Growing tomatoes using artificial intelligence

Autonomous Greenhouse Challenge encourages the development of autonomous greenhouses

In a fully automated greenhouse in Bleiswijk, artificial intelligence is competing with humans. Various teams are growing cherry tomatoes as part of the second edition of the Autonomous Greenhouse Challenge. There are currently five teams left over in the competition. Who can grow the best tomatoes for the most profit? 

From December to May, the finalists will grow tomatoes in a special compartment in the greenhouse. Each compartment contains lots of sensors for measuring temperature, light, humidity and CO2 concentration. The data collected by all these sensors is forwarded to the teams, who use a computer with an algorithm they have developed themselves. The computer controls the greenhouse based on the data provided by the sensors.

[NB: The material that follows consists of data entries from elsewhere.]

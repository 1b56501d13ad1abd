//! The authorization middleware wrapped around every AI function.
//!
//! Each invocation walks the same fixed sequence:
//!
//! 1. blocked check
//! 2. authentication check
//! 3. classification
//! 4. ownership resolution
//! 5. comparison
//! 6. delegation
//!
//! The first failing step ends the invocation with a [`Denial`]. Nothing is
//! shared between invocations apart from the optional audit trail.

use std::marker::PhantomData;
use std::sync::Arc;

use serde::de::DeserializeOwned;
use serde::Serialize;
use serde_json::Value;

use crate::audit::{self, AuditEvent, AuditOutcome, AuditTrail};
use crate::catalog::FunctionDescriptor;
use crate::client::{ApiError, OwnershipLookup};
use crate::config::GuardConfig;
use crate::context::{Ctx, Identified, OwnerVerified};
use crate::error::{Denial, DenialReason};
use crate::identity::{IdentityExtractor, SecurityContext};
use crate::ids::CustomerId;
use crate::resolver::OwnershipResolver;
use crate::response::Response;
use crate::shape::{Classification, Classify};

/// Message returned when the delegated operation fails upstream.
pub const UPSTREAM_FAILURE_MESSAGE: &str =
    "The insurance service could not complete the request. Please try again later.";

/// Result of running steps 1 to 5 for one invocation.
#[derive(Debug)]
pub enum Authorization {
    /// The caller owns the target; the context proves it
    Authorized(Ctx<OwnerVerified>),
    /// The invocation was refused
    Denied(Denial),
}

impl Authorization {
    /// Returns true if the invocation may proceed.
    pub fn is_authorized(&self) -> bool {
        matches!(self, Authorization::Authorized(_))
    }

    /// Returns the denial, if any.
    pub fn denial(&self) -> Option<&Denial> {
        match self {
            Authorization::Authorized(_) => None,
            Authorization::Denied(denial) => Some(denial),
        }
    }

    /// Converts into a `Result`.
    pub fn into_result(self) -> Result<Ctx<OwnerVerified>, Denial> {
        match self {
            Authorization::Authorized(ctx) => Ok(ctx),
            Authorization::Denied(denial) => Err(denial),
        }
    }
}

/// The authorization decision maker shared by every secured function.
///
/// # Examples
///
/// ```
/// use ownership_guard::memory::InMemoryInsurance;
/// use ownership_guard::{
///     Classification, Classify, CustomerId, FunctionDescriptor, Guard, SecurityContext,
/// };
/// use serde_json::json;
///
/// struct ForCustomer(u64);
///
/// impl Classify for ForCustomer {
///     fn classify(&self) -> Classification {
///         Classification::customer(CustomerId::new(self.0))
///     }
/// }
///
/// const GET: FunctionDescriptor = FunctionDescriptor::new("getCustomerById", "Fetch a customer");
///
/// let guard = Guard::default();
/// let store = InMemoryInsurance::new();
/// let security = SecurityContext::oidc(
///     json!({ "insurance_user_id": 1 }).as_object().unwrap().clone(),
/// );
///
/// assert!(guard.authorize(&GET, &security, "req-1", &ForCustomer(1), &store).is_authorized());
/// assert!(!guard.authorize(&GET, &security, "req-2", &ForCustomer(2), &store).is_authorized());
/// ```
#[derive(Debug, Default)]
pub struct Guard {
    extractor: IdentityExtractor,
    trail: Option<Arc<AuditTrail>>,
}

impl Guard {
    /// Creates a guard reading the principal with the given extractor.
    pub fn new(extractor: IdentityExtractor) -> Self {
        Self {
            extractor,
            trail: None,
        }
    }

    /// Creates a guard from configuration.
    pub fn from_config(config: &GuardConfig) -> Self {
        let guard = Self::new(IdentityExtractor::new(config.customer_id_claim.clone()));
        if config.audit_enabled {
            guard.with_audit_trail(Arc::new(AuditTrail::new()))
        } else {
            guard
        }
    }

    /// Records every decision into `trail` as well as emitting it.
    pub fn with_audit_trail(mut self, trail: Arc<AuditTrail>) -> Self {
        self.trail = Some(trail);
        self
    }

    /// Returns the audit trail, if one is attached.
    pub fn audit_trail(&self) -> Option<&Arc<AuditTrail>> {
        self.trail.as_ref()
    }

    /// Returns the identity extractor.
    pub fn extractor(&self) -> &IdentityExtractor {
        &self.extractor
    }

    /// Runs the blocked, authentication, classification, resolution and
    /// comparison steps for one request.
    ///
    /// A granted decision is audited here. Callers that delegate afterwards
    /// should use [`SecuredFunction`], which audits the delegation outcome
    /// instead.
    pub fn authorize<R, L>(
        &self,
        descriptor: &FunctionDescriptor,
        security: &SecurityContext,
        request_id: &str,
        request: &R,
        lookup: &L,
    ) -> Authorization
    where
        R: Classify + ?Sized,
        L: OwnershipLookup + ?Sized,
    {
        let verified = self
            .admit(descriptor, security, request_id)
            .and_then(|ctx| self.verify_owner(ctx, request, lookup));

        match verified {
            Ok(ctx) => {
                self.complete(&ctx, AuditOutcome::Granted);
                Authorization::Authorized(ctx)
            }
            Err(denial) => Authorization::Denied(denial),
        }
    }

    /// Steps 1 and 2. Nothing about the request is looked at.
    pub(crate) fn admit(
        &self,
        descriptor: &FunctionDescriptor,
        security: &SecurityContext,
        request_id: &str,
    ) -> Result<Ctx<Identified>, Denial> {
        let ctx = Ctx::new(request_id, descriptor.name);

        if descriptor.blocked_for_ai {
            ctx.log()
                .warn(format_args!("function is blocked for AI access"));
            return Err(self.reject(ctx.request_id(), descriptor.name, None, DenialReason::Blocked));
        }

        match self.extractor.current_principal(security) {
            Some(principal) => Ok(ctx.identify(principal)),
            None => {
                ctx.log()
                    .warn(format_args!("no authenticated customer for invocation"));
                Err(self.reject(
                    ctx.request_id(),
                    descriptor.name,
                    None,
                    DenialReason::NotAuthenticated,
                ))
            }
        }
    }

    /// Steps 3 to 5.
    pub(crate) fn verify_owner<R, L>(
        &self,
        ctx: Ctx<Identified>,
        request: &R,
        lookup: &L,
    ) -> Result<Ctx<OwnerVerified>, Denial>
    where
        R: Classify + ?Sized,
        L: OwnershipLookup + ?Sized,
    {
        let principal = ctx.principal();

        let shape = match request.classify() {
            Classification::Shape(shape) => shape,
            Classification::Unknown => {
                ctx.log()
                    .warn(format_args!("request does not match any ownership shape"));
                return Err(self.deny(&ctx, DenialReason::CannotResolveOwner));
            }
        };

        let owner = match OwnershipResolver::new(lookup).resolve(&shape) {
            Ok(owner) => owner,
            Err(err) => {
                ctx.log().warn(format_args!(
                    "owner of {} request could not be resolved: {}",
                    shape.label(),
                    err
                ));
                return Err(self.deny(&ctx, DenialReason::CannotResolveOwner));
            }
        };

        if owner != principal {
            ctx.log().warn(format_args!(
                "customer {} does not own the requested {} resource",
                principal,
                shape.label()
            ));
            return Err(self.deny(&ctx, DenialReason::OwnerMismatch));
        }

        ctx.log().debug(format_args!(
            "customer {} owns the requested {} resource",
            principal,
            shape.label()
        ));
        Ok(ctx.verify_owner())
    }

    /// Denies an identified invocation.
    pub(crate) fn deny(&self, ctx: &Ctx<Identified>, reason: DenialReason) -> Denial {
        self.reject(ctx.request_id(), ctx.function(), Some(ctx.principal()), reason)
    }

    fn reject(
        &self,
        request_id: &str,
        function: &'static str,
        principal: Option<CustomerId>,
        reason: DenialReason,
    ) -> Denial {
        let mut event = AuditEvent::new(request_id, function, AuditOutcome::Denied(reason));
        if let Some(principal) = principal {
            event = event.with_principal(principal);
        }
        self.record(event);
        Denial::new(function, reason)
    }

    /// Audits the end of an authorized invocation.
    pub(crate) fn complete(&self, ctx: &Ctx<OwnerVerified>, outcome: AuditOutcome) {
        match outcome {
            AuditOutcome::Failed => ctx.log().warn(format_args!("delegated operation failed")),
            _ => ctx
                .log()
                .info(format_args!("invocation authorized for customer {}", ctx.principal())),
        }
        self.record(
            AuditEvent::new(ctx.request_id(), ctx.function(), outcome)
                .with_principal(ctx.principal()),
        );
    }

    fn record(&self, event: AuditEvent) {
        audit::emit(&event);
        if let Some(trail) = &self.trail {
            trail.record(event);
        }
    }
}

/// An AI function behind the authorization middleware.
///
/// Built once at startup from a descriptor and the real operation. `F` only
/// ever runs with a verified context.
pub struct SecuredFunction<C: ?Sized, Req, Out, F> {
    descriptor: FunctionDescriptor,
    client: Arc<C>,
    guard: Arc<Guard>,
    delegate: F,
    _io: PhantomData<fn(Req) -> Out>,
}

impl<C, Req, Out, F> SecuredFunction<C, Req, Out, F>
where
    C: OwnershipLookup + ?Sized,
    Req: Classify,
    F: Fn(&Ctx<OwnerVerified>, &C, Req) -> Result<Out, ApiError>,
{
    /// Wraps `delegate` with the guard.
    pub fn new(
        descriptor: FunctionDescriptor,
        client: Arc<C>,
        guard: Arc<Guard>,
        delegate: F,
    ) -> Self {
        Self {
            descriptor,
            client,
            guard,
            delegate,
            _io: PhantomData,
        }
    }

    /// Returns the function's descriptor.
    pub fn descriptor(&self) -> &FunctionDescriptor {
        &self.descriptor
    }

    /// Authorizes the request and, if granted, delegates exactly once.
    pub fn call(
        &self,
        security: &SecurityContext,
        request_id: &str,
        request: Req,
    ) -> Response<Out> {
        match self.guard.admit(&self.descriptor, security, request_id) {
            Ok(ctx) => self.proceed(ctx, request),
            Err(denial) => Response::from_denial(&denial),
        }
    }

    fn proceed(&self, ctx: Ctx<Identified>, request: Req) -> Response<Out> {
        let ctx = match self.guard.verify_owner(ctx, &request, &*self.client) {
            Ok(ctx) => ctx,
            Err(denial) => return Response::from_denial(&denial),
        };

        match (self.delegate)(&ctx, &*self.client, request) {
            Ok(out) => {
                self.guard.complete(&ctx, AuditOutcome::Granted);
                Response::ok(out)
            }
            Err(err) => {
                ctx.log().debug(format_args!("upstream error: {}", err));
                self.guard.complete(&ctx, AuditOutcome::Failed);
                Response::failure(UPSTREAM_FAILURE_MESSAGE)
            }
        }
    }
}

/// A catalog entry callable with JSON arguments.
pub trait AiFunction: Send + Sync {
    /// Returns the function's descriptor.
    fn descriptor(&self) -> &FunctionDescriptor;

    /// Decodes `arguments` and runs the secured invocation.
    ///
    /// Arguments are decoded only once the caller is admitted, so a blocked
    /// function never looks at its payload.
    fn call_json(
        &self,
        security: &SecurityContext,
        request_id: &str,
        arguments: Value,
    ) -> Response<Value>;
}

impl<C, Req, Out, F> AiFunction for SecuredFunction<C, Req, Out, F>
where
    C: OwnershipLookup + Send + Sync + ?Sized,
    Req: Classify + DeserializeOwned,
    Out: Serialize,
    F: Fn(&Ctx<OwnerVerified>, &C, Req) -> Result<Out, ApiError> + Send + Sync,
{
    fn descriptor(&self) -> &FunctionDescriptor {
        &self.descriptor
    }

    fn call_json(
        &self,
        security: &SecurityContext,
        request_id: &str,
        arguments: Value,
    ) -> Response<Value> {
        let ctx = match self.guard.admit(&self.descriptor, security, request_id) {
            Ok(ctx) => ctx,
            Err(denial) => return Response::from_denial(&denial),
        };

        let request: Req = match serde_json::from_value(arguments) {
            Ok(request) => request,
            Err(err) => {
                ctx.log()
                    .warn(format_args!("arguments could not be decoded: {}", err));
                let denial = self.guard.deny(&ctx, DenialReason::CannotResolveOwner);
                return Response::from_denial(&denial);
            }
        };

        match self.proceed(ctx, request).into_result() {
            Ok(out) => match serde_json::to_value(out) {
                Ok(value) => Response::ok(value),
                Err(err) => {
                    tracing::error!(
                        request_id,
                        function = self.descriptor.name,
                        error = %err,
                        "result could not be encoded"
                    );
                    Response::failure(UPSTREAM_FAILURE_MESSAGE)
                }
            },
            Err(message) => Response::failure(message),
        }
    }
}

One of the greatest challenges for the teams is that they are not allowed to enter the greenhouse. All the teams must grow the tomatoes remotely using artificial intelligence. In a separate compartment, horticulturalists are growing tomatoes using traditional methods for comparison.

It will become difficult to find properly trained personnel to manage the greenhouses and crops

The challenge was organised by Wageningen University & Research. TU Delft is strongly represented this year with finalists ‘The Automatoes’. We spoke with The Automatoes’ team members Leonard Baart de la Faille and Neil Yorke-Smith about the challenge.

Baart de la Faille is team captain and an R&D engineer with Van der Hoeven, a company that designs and sells greenhouses all over the world. De la Faille also has an appointment at TU Delft, where he forms a useful link between the University and the business community.

Yorke-Smith is Associate Professor of Socio-Technical Algorithmics at the Faculty of Electrical Engineering, Mathematics and Computer Science (EEMCS). His research focuses on ways to help people make decisions in complex situations. As an academic he forms an important link between the team and the University.

What is the goal of the Autonomous Greenhouse Challenge?

“The population of the world is increasing and so there is a growing demand for high-quality food,” says Baart de la Faille. “Products grown in greenhouses meet this demand for quality, so many more greenhouses will be built around the world. This worldwide demand for greenhouses also poses a problem: it will become difficult to find properly trained personnel to manage the greenhouses and crops. Dutch greenhouse growers often go abroad to set up a new greenhouse business. Most of these growers are now in their 50s and 60s and will be retiring in ten years’ time, but there are not enough new growers to fill their shoes. The greenhouse challenge is a response to this problem. We want to give a boost to the development of autonomous greenhouses that are managed by artificial intelligence.”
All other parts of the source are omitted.